#217 – Beth Barnes on the most important graph in AI right now — and the 7-month rule that governs its progress

#217 – Beth Barnes on the most important graph in AI right now — and the 7-month rule that governs its progress

AI models today have a 50% chance of successfully completing a task that would take an expert human one hour. Seven months ago, that number was roughly 30 minutes — and seven months before that, 15 minutes. (See graph.)

These are substantial, multi-step tasks requiring sustained focus: building web applications, conducting machine learning research, or solving complex programming challenges.

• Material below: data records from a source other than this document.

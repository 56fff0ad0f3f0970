//! Push-channel message processing loop.
//!
//! Reads raw frames from the push connection, parses them into
//! [`PushMessage`]s and hands job updates to the [`JobUpdateSink`].

use futures::StreamExt;
use tokio_tungstenite::tungstenite::Message;
use tokio_util::sync::CancellationToken;

use crate::channel::JobUpdateSink;
use crate::client::PushStream;
use crate::messages::{parse_message, PushMessage};

/// Process frames until the connection closes, fails, or `cancel` fires.
///
/// Malformed frames are logged and skipped. On a receive error the
/// connection is closed explicitly before returning so no half-open socket
/// is left behind.
pub async fn process_messages(
    ws_stream: &mut PushStream,
    sink: &dyn JobUpdateSink,
    cancel: &CancellationToken,
) {
    loop {
        let msg_result = tokio::select! {
            _ = cancel.cancelled() => {
                let _ = ws_stream.close(None).await;
                return;
            }
            next = ws_stream.next() => match next {
                Some(result) => result,
                None => {
                    tracing::info!("Push stream exhausted");
                    return;
                }
            },
        };

        match msg_result {
            Ok(Message::Text(text)) => {
                handle_text_message(text.as_str(), sink).await;
            }
            Ok(Message::Binary(_)) => {
                tracing::trace!("Ignoring binary push frame");
            }
            Ok(Message::Ping(_) | Message::Pong(_)) => {
                // Handled automatically by tungstenite.
            }
            Ok(Message::Close(frame)) => {
                tracing::info!(?frame, "Backend closed push channel");
                return;
            }
            Ok(Message::Frame(_)) => {}
            Err(e) => {
                tracing::error!(error = %e, "Push channel receive error");
                let _ = ws_stream.close(None).await;
                return;
            }
        }
    }
}

/// Dispatch a single text frame.
async fn handle_text_message(text: &str, sink: &dyn JobUpdateSink) {
    match parse_message(text) {
        Ok(PushMessage::JobUpdate(update)) => {
            tracing::debug!(
                job_id = %update.job_id,
                status = %update.status,
                "Job update received",
            );
            sink.job_update(update).await;
        }
        Ok(PushMessage::Other { kind }) => {
            tracing::trace!(kind = ?kind, "Ignoring push message");
        }
        Err(e) => {
            tracing::warn!(
                error = %e,
                raw_message = %text,
                "Failed to parse push message",
            );
        }
    }
}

Today’s guest, Beth Barnes, is CEO of METR (Model Evaluation & Threat Research) — the leading organisation measuring these capabilities.

Links to learn more, video, highlights, and full transcript: https://80k.info/bb

Beth's team has been timing how long it takes skilled humans to complete projects of varying length, then seeing how AI models perform on the same work. The resulting paper “Measuring AI ability to complete long tasks” made waves by revealing that the planning horizon of AI models was doubling roughly every seven months. It's regarded by many as the most useful AI forecasting work in years.

Beth has found models can already do “meaningful work” improving themselves, and she wouldn’t be surprised if AI models were able to autonomously self-improve as little as two years from now — in fact, “It seems hard to rule out even shorter [timelines]. Is there 1% chance of this happening in six, nine months? Yeah, that seems pretty plausible.”

Beth adds:

The sense I really want to dispel is, “But the experts must be on top of this. The experts would be telling us if it really was time to freak out.” The experts are not on top of this. Inasmuch as there are experts, they are saying that this is a concerning risk. … And to the extent that I am an expert, I am an expert telling you you should freak out.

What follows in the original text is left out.